- [WORK INSTRUCTION] Among the records below, one line contains "assert!(reports[1..]"; copy that line and all that follow it, exactly as written.

[Saved data entries]
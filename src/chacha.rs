//! ChaCha20 (RFC 8439) in counter mode.
//!
//! Public inputs, in allocation order: nonce (3 little-endian words), initial
//! block counter, plaintext words, ciphertext words. The key is private.

use crate::{
    bits::UInt32,
    compiler::{CircuitDescriptor, Compiler},
    error::{KeygenError, Result},
};

pub const KEY_BYTES: usize = 32;
pub const NONCE_BYTES: usize = 12;
pub const BLOCK_WORDS: usize = 16;
pub const BLOCK_BYTES: usize = 4 * BLOCK_WORDS;
pub const ROUNDS: usize = 20;
pub const BLOCKS: usize = 4;

const SIGMA: [u32; 4] = [0x6170_7865, 0x3320_646e, 0x7962_2d32, 0x6b20_6574];

#[derive(Debug, Clone, PartialEq, Eq)]
pub struct ChaChaCircuit {
    pub key: Vec<u8>,
    pub nonce: [u8; NONCE_BYTES],
    pub counter: u32,
    pub plaintext: Vec<u8>,
    pub rounds: usize,
}

impl Default for ChaChaCircuit {
    fn default() -> Self {
        Self::with_blocks(BLOCKS)
    }
}

impl ChaChaCircuit {
    /// Zero-filled instance of the given shape.
    pub fn with_blocks(blocks: usize) -> Self {
        ChaChaCircuit {
            key: vec![0; KEY_BYTES],
            nonce: [0; NONCE_BYTES],
            counter: 0,
            plaintext: vec![0; blocks * BLOCK_BYTES],
            rounds: ROUNDS,
        }
    }

    pub fn with_key(mut self, key: &[u8]) -> Self {
        self.key = key.to_vec();
        self
    }

    pub fn with_nonce(mut self, nonce: [u8; NONCE_BYTES]) -> Self {
        self.nonce = nonce;
        self
    }

    pub fn with_counter(mut self, counter: u32) -> Self {
        self.counter = counter;
        self
    }

    pub fn with_plaintext(mut self, plaintext: &[u8]) -> Self {
        self.plaintext = plaintext.to_vec();
        self
    }

    pub fn with_rounds(mut self, rounds: usize) -> Self {
        self.rounds = rounds;
        self
    }

    pub fn blocks(&self) -> usize {
        self.plaintext.len() / BLOCK_BYTES
    }

    fn validate(&self) -> Result<()> {
        if self.key.len() != KEY_BYTES {
            return Err(KeygenError::Configuration(format!(
                "chacha20 expects a {KEY_BYTES}-byte key, descriptor declares {}",
                self.key.len()
            )));
        }
        if self.plaintext.is_empty() || self.plaintext.len() % BLOCK_BYTES != 0 {
            return Err(KeygenError::Configuration(format!(
                "chacha20 plaintext must be a non-zero multiple of {BLOCK_BYTES} bytes, got {}",
                self.plaintext.len()
            )));
        }
        if self.rounds == 0 || self.rounds % 2 != 0 {
            return Err(KeygenError::Configuration(format!(
                "chacha20 round count must be even and non-zero, got {}",
                self.rounds
            )));
        }
        Ok(())
    }
}

fn le_words(bytes: &[u8]) -> Vec<u32> {
    bytes
        .chunks_exact(4)
        .map(|w| u32::from_le_bytes([w[0], w[1], w[2], w[3]]))
        .collect()
}

fn add(compiler: &mut Compiler, a: &UInt32, b: &UInt32) -> UInt32 {
    UInt32::add_many(compiler, &[a.clone(), b.clone()])
}

fn quarter_round(
    compiler: &mut Compiler,
    x: &mut [UInt32],
    a: usize,
    b: usize,
    c: usize,
    d: usize,
) {
    x[a] = add(compiler, &x[a], &x[b]);
    x[d] = x[d].xor(compiler, &x[a]).rotl(16);
    x[c] = add(compiler, &x[c], &x[d]);
    x[b] = x[b].xor(compiler, &x[c]).rotl(12);
    x[a] = add(compiler, &x[a], &x[b]);
    x[d] = x[d].xor(compiler, &x[a]).rotl(8);
    x[c] = add(compiler, &x[c], &x[d]);
    x[b] = x[b].xor(compiler, &x[c]).rotl(7);
}

/// Keystream words of one block.
fn block(
    compiler: &mut Compiler,
    key: &[UInt32],
    counter: &UInt32,
    nonce: &[UInt32],
    rounds: usize,
) -> Vec<UInt32> {
    let initial: Vec<UInt32> = SIGMA
        .iter()
        .map(|&c| UInt32::constant(c))
        .chain(key.iter().cloned())
        .chain(std::iter::once(counter.clone()))
        .chain(nonce.iter().cloned())
        .collect();

    let mut x = initial.clone();
    for _ in 0..rounds / 2 {
        quarter_round(compiler, &mut x, 0, 4, 8, 12);
        quarter_round(compiler, &mut x, 1, 5, 9, 13);
        quarter_round(compiler, &mut x, 2, 6, 10, 14);
        quarter_round(compiler, &mut x, 3, 7, 11, 15);
        quarter_round(compiler, &mut x, 0, 5, 10, 15);
        quarter_round(compiler, &mut x, 1, 6, 11, 12);
        quarter_round(compiler, &mut x, 2, 7, 8, 13);
        quarter_round(compiler, &mut x, 3, 4, 9, 14);
    }

    x.iter()
        .zip(initial.iter())
        .map(|(mixed, input)| add(compiler, mixed, input))
        .collect()
}

impl CircuitDescriptor for ChaChaCircuit {
    fn name(&self) -> &str {
        "chacha20"
    }

    fn key_len(&self) -> usize {
        self.key.len()
    }

    fn block_count(&self) -> Option<usize> {
        Some(self.blocks())
    }

    fn synthesize(&self, compiler: &mut Compiler) -> Result<()> {
        self.validate()?;

        let key: Vec<UInt32> = le_words(&self.key)
            .into_iter()
            .map(|w| UInt32::alloc(compiler, w))
            .collect();
        let nonce: Vec<UInt32> = le_words(&self.nonce)
            .into_iter()
            .map(|w| UInt32::input(compiler, w))
            .collect();
        let counter = UInt32::input(compiler, self.counter);
        let plaintext: Vec<UInt32> = le_words(&self.plaintext)
            .into_iter()
            .map(|w| UInt32::input(compiler, w))
            .collect();

        for (i, chunk) in plaintext.chunks(BLOCK_WORDS).enumerate() {
            let block_counter = if i == 0 {
                counter.clone()
            } else {
                add(compiler, &counter, &UInt32::constant(i as u32))
            };
            let keystream = block(compiler, &key, &block_counter, &nonce, self.rounds);
            for (word, stream) in chunk.iter().zip(keystream.iter()) {
                word.xor(compiler, stream).expose(compiler);
            }
        }
        Ok(())
    }
}
use std::time::{Duration, Instant};

use tracing::{error, info};

use crate::{
    compiler::Compiler,
    error::{KeygenError, Result, Stage},
    setup::TrustedParty,
    store::{Artifact, ArtifactStore},
    variant::{Variant, VariantSpec},
};

/// Metrics of one completed variant.
#[derive(Debug, Clone)]
pub struct VariantReport {
    pub variant: Variant,
    pub num_constraints: usize,
    pub num_vars: usize,
    pub num_inputs: usize,
    pub block_count: Option<usize>,
    pub compile_time: Duration,
    pub setup_time: Duration,
    pub persist_time: Duration,
    pub artifacts: Vec<Artifact>,
}

/// compile -> setup -> persist, one variant at a time.
pub struct Pipeline {
    store: ArtifactStore,
}

impl Pipeline {
    pub fn new(store: ArtifactStore) -> Self {
        Pipeline { store }
    }

    pub fn store(&self) -> &ArtifactStore {
        &self.store
    }

    fn check_descriptor(spec: &VariantSpec) -> Result<()> {
        let variant = spec.variant;
        let descriptor = &spec.descriptor;
        if descriptor.name() != variant.suffix() {
            return Err(KeygenError::Configuration(format!(
                "{variant} was given a {} descriptor",
                descriptor.name()
            )));
        }
        if descriptor.key_len() != variant.key_len() {
            return Err(KeygenError::Configuration(format!(
                "{variant} expects a {}-byte key, descriptor declares {}",
                variant.key_len(),
                descriptor.key_len()
            )));
        }
        Ok(())
    }

    pub fn run_variant(&self, spec: &VariantSpec) -> Result<VariantReport> {
        let variant = spec.variant;
        info!(%variant, "generating keys");
        Self::check_descriptor(spec).map_err(|err| err.at(variant, Stage::Compile))?;

        let start = Instant::now();
        let r1cs = Compiler::compile(spec.field, spec.descriptor.as_ref())
            .map_err(|err| err.at(variant, Stage::Compile))?;
        let compile_time = start.elapsed();
        info!(%variant, "compile took {:?}", compile_time);
        match r1cs.block_count {
            Some(blocks) => info!(
                %variant,
                "blocks = {}, constraints = {}",
                blocks,
                r1cs.num_constraints()
            ),
            None => info!(%variant, "constraints = {}", r1cs.num_constraints()),
        }

        let start = Instant::now();
        let (pk, vk) = TrustedParty::setup(spec.field, &r1cs)
            .map_err(|err| err.at(variant, Stage::Setup))?;
        let setup_time = start.elapsed();
        info!(%variant, "setup took {:?}", setup_time);

        let start = Instant::now();
        let artifacts = self
            .store
            .persist(variant, &r1cs, &pk, &vk)
            .map_err(|err| err.at(variant, Stage::Persist))?;
        let persist_time = start.elapsed();
        for artifact in &artifacts {
            info!(%variant, "wrote {} ({} bytes)", artifact.path.display(), artifact.len);
        }

        Ok(VariantReport {
            variant,
            num_constraints: r1cs.num_constraints(),
            num_vars: r1cs.num_vars,
            num_inputs: r1cs.num_inputs,
            block_count: r1cs.block_count,
            compile_time,
            setup_time,
            persist_time,
            artifacts,
        })
    }

    /// Runs the variants in order and stops at the first failure.
    pub fn run(&self, specs: &[VariantSpec]) -> Result<Vec<VariantReport>> {
        let mut reports = Vec::with_capacity(specs.len());
        for spec in specs {
            match self.run_variant(spec) {
                Ok(report) => reports.push(report),
                Err(err) => {
                    error!(variant = %spec.variant, "{err}");
                    return Err(err);
                }
            }
        }
        Ok(reports)
    }

    /// Runs every variant regardless of earlier failures.
    pub fn run_isolated(&self, specs: &[VariantSpec]) -> Vec<(Variant, Result<VariantReport>)> {
        specs
            .iter()
            .map(|spec| {
                let outcome = self.run_variant(spec);
                if let Err(err) = &outcome {
                    error!(variant = %spec.variant, "{err}");
                }
                (spec.variant, outcome)
            })
            .collect()
    }
}

#[cfg(test)]
mod tests {
    use std::fs;

    use super::*;
    use crate::{
        aes::{AesCircuit, KeySize},
        chacha::ChaChaCircuit,
        setup::VerifyingKey,
        store::ArtifactKind,
        testing::scratch_dir,
    };

    fn pipeline(name: &str) -> (std::path::PathBuf, Pipeline) {
        let root = scratch_dir(name);
        let store = ArtifactStore::new(root.join("resources"), root.join("verifier"));
        (root, Pipeline::new(store))
    }

    fn reduced_aes128() -> VariantSpec {
        VariantSpec::new(
            Variant::Aes128,
            Box::new(AesCircuit::new(KeySize::Aes128).with_rounds(1)),
        )
    }

    fn reduced_chacha() -> VariantSpec {
        VariantSpec::new(
            Variant::ChaCha20,
            Box::new(ChaChaCircuit::with_blocks(1).with_rounds(2)),
        )
    }

    fn short_key_aes128() -> VariantSpec {
        VariantSpec::new(
            Variant::Aes128,
            Box::new(AesCircuit::new(KeySize::Aes128).with_key(&[0u8; 15])),
        )
    }

    #[test]
    fn test_reduced_aes128_run() {
        let (root, pipeline) = pipeline("pipeline-aes128");
        let report = pipeline.run_variant(&reduced_aes128()).unwrap();
        assert!(report.num_constraints > 0);
        assert_eq!(report.block_count, Some(1));
        assert_eq!(report.artifacts.len(), 4);

        let store = pipeline.store();
        let r1cs = store.load_r1cs(Variant::Aes128).unwrap();
        assert_eq!(r1cs.num_constraints(), report.num_constraints);
        let staged = store.load(ArtifactKind::VerifyingKey, Variant::Aes128).unwrap();
        assert_eq!(staged, store.load_published_vk(Variant::Aes128).unwrap());
        assert!(VerifyingKey::load(&staged, &r1cs).is_ok());

        let published = store.load_published_vk(Variant::Aes128).unwrap();
        let published = VerifyingKey::from_bytes(&published).unwrap();
        assert_eq!(published.header().circuit, Variant::Aes128.suffix());
        assert_eq!(published.header().params.num_inputs, report.num_inputs);

        fs::remove_dir_all(&root).unwrap();
    }

    #[test]
    fn test_short_key_writes_nothing() {
        let (root, pipeline) = pipeline("pipeline-short-key");
        let err = pipeline.run_variant(&short_key_aes128()).unwrap_err();
        assert!(matches!(err.root(), KeygenError::Configuration(_)));
        assert!(matches!(
            err,
            KeygenError::Stage {
                variant: Variant::Aes128,
                stage: Stage::Compile,
                ..
            }
        ));
        assert!(!root.exists());
    }

    #[test]
    fn test_short_key_leaves_existing_artifacts_untouched() {
        let (root, pipeline) = pipeline("pipeline-short-key-existing");
        let report = pipeline.run_variant(&reduced_aes128()).unwrap();
        let snapshot = |path: &std::path::Path| {
            let modified = fs::metadata(path).unwrap().modified().unwrap();
            (fs::read(path).unwrap(), modified)
        };
        let before: Vec<_> = report
            .artifacts
            .iter()
            .map(|artifact| snapshot(&artifact.path))
            .collect();

        let err = pipeline.run_variant(&short_key_aes128()).unwrap_err();
        assert!(matches!(err.root(), KeygenError::Configuration(_)));
        for (artifact, before) in report.artifacts.iter().zip(before) {
            assert_eq!(snapshot(&artifact.path), before);
        }

        fs::remove_dir_all(&root).unwrap();
    }

    #[test]
    fn test_mismatched_descriptor_is_rejected() {
        let (root, pipeline) = pipeline("pipeline-mismatch");
        let spec = VariantSpec::new(Variant::ChaCha20, Box::new(AesCircuit::new(KeySize::Aes256)));
        let err = pipeline.run_variant(&spec).unwrap_err();
        assert!(matches!(err.root(), KeygenError::Configuration(_)));
        assert!(!root.exists());
    }

    #[test]
    fn test_run_halts_on_first_failure() {
        let (root, pipeline) = pipeline("pipeline-halt");
        let result = pipeline.run(&[short_key_aes128(), reduced_chacha()]);
        assert!(result.is_err());
        assert!(!pipeline
            .store()
            .path(ArtifactKind::ConstraintSystem, Variant::ChaCha20)
            .exists());
        assert!(!root.exists());
    }

    #[test]
    fn test_isolated_run_continues_past_failure() {
        let (root, pipeline) = pipeline("pipeline-isolated");
        let outcomes = pipeline.run_isolated(&[short_key_aes128(), reduced_chacha()]);
        assert_eq!(outcomes.len(), 2);
        assert!(matches!(outcomes[0], (Variant::Aes128, Err(_))));
        let (variant, report) = &outcomes[1];
        assert_eq!(*variant, Variant::ChaCha20);
        let report = report.as_ref().unwrap();
        assert_eq!(report.block_count, Some(1));
        for artifact in &report.artifacts {
            assert!(artifact.path.exists());
        }
        assert!(!pipeline
            .store()
            .path(ArtifactKind::ProvingKey, Variant::Aes128)
            .exists());

        fs::remove_dir_all(&root).unwrap();
    }

    #[test]
    #[ignore]
    fn test_default_variants() {
        let (root, pipeline) = pipeline("pipeline-default");
        let specs: Vec<_> = Variant::ALL.iter().map(Variant::spec).collect();
        let reports = pipeline.run(&specs).unwrap();
        let chacha = &reports[0];
        assert_eq!(chacha.block_count, Some(4));
        assert!(reports[1..]
            .iter()
            .all(|report| report.num_constraints < chacha.num_constraints));

        fs::remove_dir_all(&root).unwrap();
    }
}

- [RESULT FOR THIS TASK]
        assert!(reports[1..]
            .iter()
            .all(|report| report.num_constraints < chacha.num_constraints));

        fs::remove_dir_all(&root).unwrap();
    }
}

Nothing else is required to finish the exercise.